Esta situación, inimaginable en el mundo real, se repite casi cada día en la red social por excelencia, Facebook, en la que parece que todo el mundo sabe lo que hay que hacer para ‘venderse’, sin pensar
en que, antes que cualquier otra cosa, se trata de COMUNICAR. Ya he tratado en algún post lo que considero una trampa muy común de quienes pretenden ganar ‘adeptos’ a una marca o un establecimiento: crear perfiles personales en lugar de páginas. Bien por ignorancia, bien porque resulta cómodo, se crean perfiles de empresas, productos o servicios, realizan centenares de solicitudes de amistad y entran de golpe en la vida más o menos privada de cada cual. Quizás enfoqué el asunto en una sola dirección, de modo que llega el momento de decirte a ti, empresa, por qué debes crear una página en lugar de un perfil de Facebook.

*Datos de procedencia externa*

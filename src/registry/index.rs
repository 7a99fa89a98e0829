//! Registry index (index.json)
//!
//! The index lists every published component version and where its manifest lives.

use serde::{Deserialize, Serialize};
use std::collections::HashMap;

use super::manifest::ComponentType;
use crate::version::{Version, VersionReq};

/// One published component version
#[derive(Debug, Clone, Deserialize, Serialize)]
pub struct IndexEntry {
    pub name: String,
    pub version: String,
    pub r#type: ComponentType,

    #[serde(default)]
    pub description: String,

    /// Manifest location relative to the index
    pub manifest_path: String,

    #[serde(default, skip_serializing_if = "Vec::is_empty")]
    pub tags: Vec<String>,
}

impl IndexEntry {
    /// Parsed version; unparseable versions sort lowest
    pub fn parsed_version(&self) -> Option<Version> {
        Version::parse(&self.version).ok()
    }

    fn matches(&self, query: &str) -> bool {
        self.name.to_lowercase().contains(query)
            || self.description.to_lowercase().contains(query)
            || self.r#type.as_str().contains(query)
            || self.tags.iter().any(|t| t.to_lowercase().contains(query))
    }
}

#[derive(Debug, Clone, Deserialize, Serialize)]
pub struct RegistryIndex {
    #[serde(default = "default_registry_version")]
    pub registry_version: String,

    #[serde(default)]
    pub updated_at: Option<String>,

    #[serde(default)]
    pub components: Vec<IndexEntry>,
}

fn default_registry_version() -> String {
    "1.0.0".to_string()
}

impl RegistryIndex {
    /// Find a component by name, either an exact version or the highest one
    pub fn find(&self, name: &str, version: &VersionReq) -> Option<&IndexEntry> {
        let mut candidates = self.components.iter().filter(|c| c.name == name);
        match version {
            VersionReq::Exact(wanted) => candidates.find(|c| c.parsed_version().as_ref() == Some(wanted)),
            VersionReq::Latest => candidates.max_by(|a, b| a.parsed_version().cmp(&b.parsed_version())),
        }
    }

    /// All published versions of a component, newest first
    pub fn versions(&self, name: &str) -> Vec<&str> {
        let mut entries: Vec<&IndexEntry> = self.components.iter().filter(|c| c.name == name).collect();
        entries.sort_by(|a, b| b.parsed_version().cmp(&a.parsed_version()));
        entries.into_iter().map(|c| c.version.as_str()).collect()
    }

    /// Newest entry per component name, sorted by type then name
    pub fn latest_entries(&self) -> Vec<&IndexEntry> {
        let mut latest: HashMap<&str, &IndexEntry> = HashMap::new();
        for entry in &self.components {
            latest
                .entry(entry.name.as_str())
                .and_modify(|current| {
                    if entry.parsed_version() > current.parsed_version() {
                        *current = entry;
                    }
                })
                .or_insert(entry);
        }

        let mut entries: Vec<&IndexEntry> = latest.into_values().collect();
        entries.sort_by(|a, b| a.r#type.cmp(&b.r#type).then_with(|| a.name.cmp(&b.name)));
        entries
    }

    /// Search the newest entries by name, description, type and tags
    pub fn search(&self, query: &str, component_type: Option<ComponentType>) -> Vec<&IndexEntry> {
        let query_lower = query.trim().to_lowercase();
        self.latest_entries()
            .into_iter()
            .filter(|e| component_type.is_none_or(|t| e.r#type == t))
            .filter(|e| query_lower.is_empty() || e.matches(&query_lower))
            .collect()
    }
}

Por responsabilidad. Una empresa que no cumple las normas no tendrá nunca mi confianza, e imagino que tampoco la del resto de consumidores. La responsabilidad social es algo más que la elaboración de una memoria anual o un paripé mensual. Si estás en Facebook debes saber que no es tu página web o tu blog. No eres su dueño, y que por tanto tienes que cumplir con sus normas, que son muy claras al respecto. En sus diez Principios, se llega a mencionar hasta once veces la palabra personas. En su Declaración de derechos y responsabilidades (o ‘términos de uso’), Facebook exige que los usuarios den siempre su “nombre e información reales”, y establece la diferenciación entre usuarios y páginas, estas últimas orientadas a empresas, organizaciones o celebrities, que cuentan además con unos términos de uso propios. No hay lugar a dudas sobre quiénes son los destinatarios de los perfiles de Facebook, y quien los usa con otro fin está incumpliendo unas normas que ha aceptado previamente. Ninguna empresa responsable hace eso.

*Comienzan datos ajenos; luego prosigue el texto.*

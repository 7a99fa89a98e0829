//! The `add` pipeline: resolve → fetch manifest → render files → write into the project

use eyre::{Context, Result};
use serde::Serialize;
use std::collections::HashSet;
use std::fs;
use std::path::{Path, PathBuf};

use crate::project::ProjectConfig;
use crate::registry::manifest::{ComponentManifest, ComponentType, check_relative};
use crate::registry::{RegistryClient, ResolvedComponent};
use crate::template::TemplateEngine;
use crate::version::ComponentRef;

/// Name of the manifest copy written next to installed files
pub const INSTALLED_MANIFEST: &str = "component.json";

const DEFAULT_PROVIDER: &str = "openai";
const DEFAULT_MODEL: &str = "gpt-4o-mini";

/// Options for a single `sygaldry add` run
#[derive(Debug, Clone, Default)]
pub struct AddOptions {
    /// Overwrite components that are already present
    pub force: bool,
    /// Resolve and render but write nothing
    pub dry_run: bool,
    /// Skip registry dependencies
    pub no_deps: bool,
    pub provider: Option<String>,
    pub model: Option<String>,
    pub stream: Option<bool>,
    pub lilypad: Option<bool>,
    /// Extra `key=value` template variables
    pub vars: Vec<(String, String)>,
}

#[derive(Debug, Clone, Copy, PartialEq, Eq, Serialize)]
#[serde(rename_all = "snake_case")]
pub enum AddStatus {
    Added,
    AlreadyExists,
}

/// Outcome for one component in an add run
#[derive(Debug, Clone, Serialize)]
pub struct AddedComponent {
    pub name: String,
    pub version: String,
    pub r#type: ComponentType,
    pub status: AddStatus,
    pub target_dir: PathBuf,
    pub files: Vec<PathBuf>,
    pub source: Option<String>,
    /// Placeholders left in place because no value was provided
    pub unresolved: Vec<String>,
    /// True when pulled in as a registry dependency
    pub dependency: bool,
    /// Rendered post-add instructions
    #[serde(skip_serializing_if = "Option::is_none")]
    pub instructions: Option<String>,
}

/// Everything an add run did, plus what the user still has to do
#[derive(Debug, Clone, Default, Serialize)]
pub struct AddReport {
    pub dry_run: bool,
    pub components: Vec<AddedComponent>,
    pub python_dependencies: Vec<String>,
    pub environment_variables: Vec<String>,
}

impl AddReport {
    fn record(&mut self, manifest: &ComponentManifest, component: AddedComponent) {
        for requirement in manifest.python_requirements() {
            if !self.python_dependencies.contains(&requirement) {
                self.python_dependencies.push(requirement);
            }
        }
        for var in &manifest.environment_variables {
            if !self.environment_variables.contains(var) {
                self.environment_variables.push(var.clone());
            }
        }
        self.components.push(component);
    }

    pub fn added(&self) -> impl Iterator<Item = &AddedComponent> {
        self.components.iter().filter(|c| c.status == AddStatus::Added)
    }

    pub fn skipped(&self) -> impl Iterator<Item = &AddedComponent> {
        self.components.iter().filter(|c| c.status == AddStatus::AlreadyExists)
    }
}

/// Installs components from a registry into a project directory
pub struct Installer<'a> {
    client: &'a RegistryClient,
    project: &'a ProjectConfig,
    root: PathBuf,
}

impl<'a> Installer<'a> {
    pub fn new(client: &'a RegistryClient, project: &'a ProjectConfig, root: impl Into<PathBuf>) -> Self {
        Self {
            client,
            project,
            root: root.into(),
        }
    }

    /// Add a component and, unless disabled, its registry dependencies
    pub fn add(&self, component: &ComponentRef, options: &AddOptions) -> Result<AddReport> {
        let mut report = AddReport {
            dry_run: options.dry_run,
            ..AddReport::default()
        };
        let mut visited = HashSet::new();
        self.add_recursive(component, options, false, &mut visited, &mut report)?;
        Ok(report)
    }

    fn add_recursive(
        &self,
        component: &ComponentRef,
        options: &AddOptions,
        dependency: bool,
        visited: &mut HashSet<String>,
        report: &mut AddReport,
    ) -> Result<()> {
        if !visited.insert(component.display_name().to_string()) {
            log::debug!("Already handled {}, skipping", component);
            return Ok(());
        }

        let resolved = self
            .client
            .resolve(component)
            .with_context(|| format!("Failed to resolve {}", component))?;
        visited.insert(resolved.manifest.name.clone());

        let added = self.install(&resolved, options, dependency)?;
        report.record(&resolved.manifest, added);

        if options.no_deps {
            return Ok(());
        }

        // --force only applies to the component the user asked for
        let dep_options = AddOptions {
            force: false,
            ..options.clone()
        };
        for dep in &resolved.manifest.registry_dependencies {
            let dep_ref = ComponentRef::parse(dep)
                .with_context(|| format!("Component '{}' has a bad dependency '{}'", resolved.manifest.name, dep))?;
            log::info!("{} depends on {}", resolved.manifest.name, dep_ref);
            self.add_recursive(&dep_ref, &dep_options, true, visited, report)?;
        }

        Ok(())
    }

    /// Render and write one component's files
    fn install(&self, resolved: &ResolvedComponent, options: &AddOptions, dependency: bool) -> Result<AddedComponent> {
        let manifest = &resolved.manifest;
        let target_dir = self.project.target_dir(&self.root, manifest)?;

        let mut added = AddedComponent {
            name: manifest.name.clone(),
            version: manifest.version.clone(),
            r#type: manifest.r#type,
            status: AddStatus::Added,
            target_dir: target_dir.clone(),
            files: Vec::new(),
            source: resolved.source.clone(),
            unresolved: Vec::new(),
            dependency,
            instructions: None,
        };

        if target_dir.exists() && !options.force {
            log::info!("{} already exists at {}", manifest.name, target_dir.display());
            added.status = AddStatus::AlreadyExists;
            return Ok(added);
        }

        let engine = self.template_engine(manifest, options);

        // Fetch and render everything before touching the project
        let mut rendered: Vec<(PathBuf, Vec<u8>)> = Vec::new();
        for file in &manifest.files_to_copy {
            let destination = file.destination();
            check_relative(destination)?;

            let location = resolved.manifest_location.join(&file.source);
            let bytes = self
                .client
                .fetcher()
                .read_bytes(&location)
                .with_context(|| format!("Failed to download {} for {}", file.source, manifest.name))?;

            let content = match String::from_utf8(bytes) {
                Ok(text) => {
                    for name in engine.unresolved(&text) {
                        if !added.unresolved.contains(&name) {
                            added.unresolved.push(name);
                        }
                    }
                    engine.render(&text).into_bytes()
                }
                Err(e) => {
                    log::debug!("{} is binary, copying verbatim", file.source);
                    e.into_bytes()
                }
            };

            rendered.push((target_dir.join(destination), content));
        }

        if !added.unresolved.is_empty() {
            log::warn!(
                "{}: no value for template variable(s) {}",
                manifest.name,
                added.unresolved.join(", ")
            );
        }

        added.files = rendered.iter().map(|(path, _)| path.clone()).collect();
        added.instructions = manifest
            .post_add_instructions
            .as_deref()
            .filter(|t| !t.trim().is_empty())
            .map(|t| engine.render(t.trim()));

        if options.dry_run {
            log::info!("Dry run: would write {} file(s) for {}", rendered.len(), manifest.name);
            return Ok(added);
        }

        fs::create_dir_all(&target_dir)
            .with_context(|| format!("Failed to create {}", target_dir.display()))?;

        for (path, content) in &rendered {
            write_file(path, content)?;
        }

        let ships_manifest = manifest
            .files_to_copy
            .iter()
            .any(|f| Path::new(f.destination()) == Path::new(INSTALLED_MANIFEST));
        if !ships_manifest {
            let record = serde_json::to_string_pretty(manifest).context("Failed to serialize manifest")?;
            write_file(&target_dir.join(INSTALLED_MANIFEST), record.as_bytes())?;
        }

        log::info!(
            "Added {}@{} to {} ({} file(s))",
            manifest.name,
            manifest.version,
            target_dir.display(),
            rendered.len()
        );

        Ok(added)
    }

    /// Variables for a component: built-in defaults < manifest defaults < project config < command line
    fn template_engine(&self, manifest: &ComponentManifest, options: &AddOptions) -> TemplateEngine {
        let mut engine = TemplateEngine::new();

        engine.set("provider", DEFAULT_PROVIDER);
        engine.set("model", DEFAULT_MODEL);
        engine.set_value("stream", &serde_json::Value::Bool(false));

        for (name, value) in &manifest.template_variables {
            engine.set_value(name.as_str(), value);
        }

        if let Some(provider) = &self.project.default_provider {
            engine.set("provider", provider.as_str());
        }
        if let Some(model) = &self.project.default_model {
            engine.set("model", model.as_str());
        }
        if let Some(stream) = self.project.stream {
            engine.set_value("stream", &serde_json::Value::Bool(stream));
        }

        if let Some(provider) = &options.provider {
            engine.set("provider", provider.as_str());
        }
        if let Some(model) = &options.model {
            engine.set("model", model.as_str());
        }
        if let Some(stream) = options.stream {
            engine.set_value("stream", &serde_json::Value::Bool(stream));
        }

        // Tracing only goes into components built for it
        let lilypad = options.lilypad.unwrap_or(self.project.enable_lilypad) && manifest.supports_lilypad;
        engine.set_value("lilypad", &serde_json::Value::Bool(lilypad));

        for (name, value) in &options.vars {
            engine.set(name.as_str(), value.as_str());
        }

        engine.set("component_name", manifest.name.as_str());
        engine
    }
}

fn write_file(path: &Path, content: &[u8]) -> Result<()> {
    if let Some(parent) = path.parent() {
        fs::create_dir_all(parent).with_context(|| format!("Failed to create {}", parent.display()))?;
    }
    fs::write(path, content).with_context(|| format!("Failed to write {}", path.display()))
}

/// Parse a `key=value` template variable from the command line
pub fn parse_var(input: &str) -> Result<(String, String)> {
    let (key, value) = input
        .split_once('=')
        .ok_or_else(|| eyre::eyre!("Invalid variable '{}' (expected key=value)", input))?;
    let key = key.trim();
    if key.is_empty() || !key.chars().all(|c| c.is_ascii_alphanumeric() || c == '_') {
        eyre::bail!("Invalid variable name '{}'", key);
    }
    Ok((key.to_string(), value.to_string()))
}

Por posicionamiento. Una página en Facebook es indexada en su totalidad por Google y otros buscadores. Los perfiles, no. A estas alturas no hace falta explicar por qué hay que estar bien posicionado en Google,  pero sí aclarar que cuanta mayor presencia en el buscador por excelencia, tanto mejor posicionamiento en el ranking del propio Facebook.

Por posibilidades de personalización. Las páginas de Facebook, al contrario que los perfiles, permite numerosas opciones de personalización a través de las pestañas Fbml, un html tuneado por el equipo de Zuckerberg que facilita hacer cosas como esta (o como esta).  Hasta hace poco existía el límite de un solo Fbml por página, pero ya pueden usarse las pestañas personalizadas que se quieran. Hay además otros muchos widgets y aplicaciones específicas para hacer las páginas más atractivas y útiles.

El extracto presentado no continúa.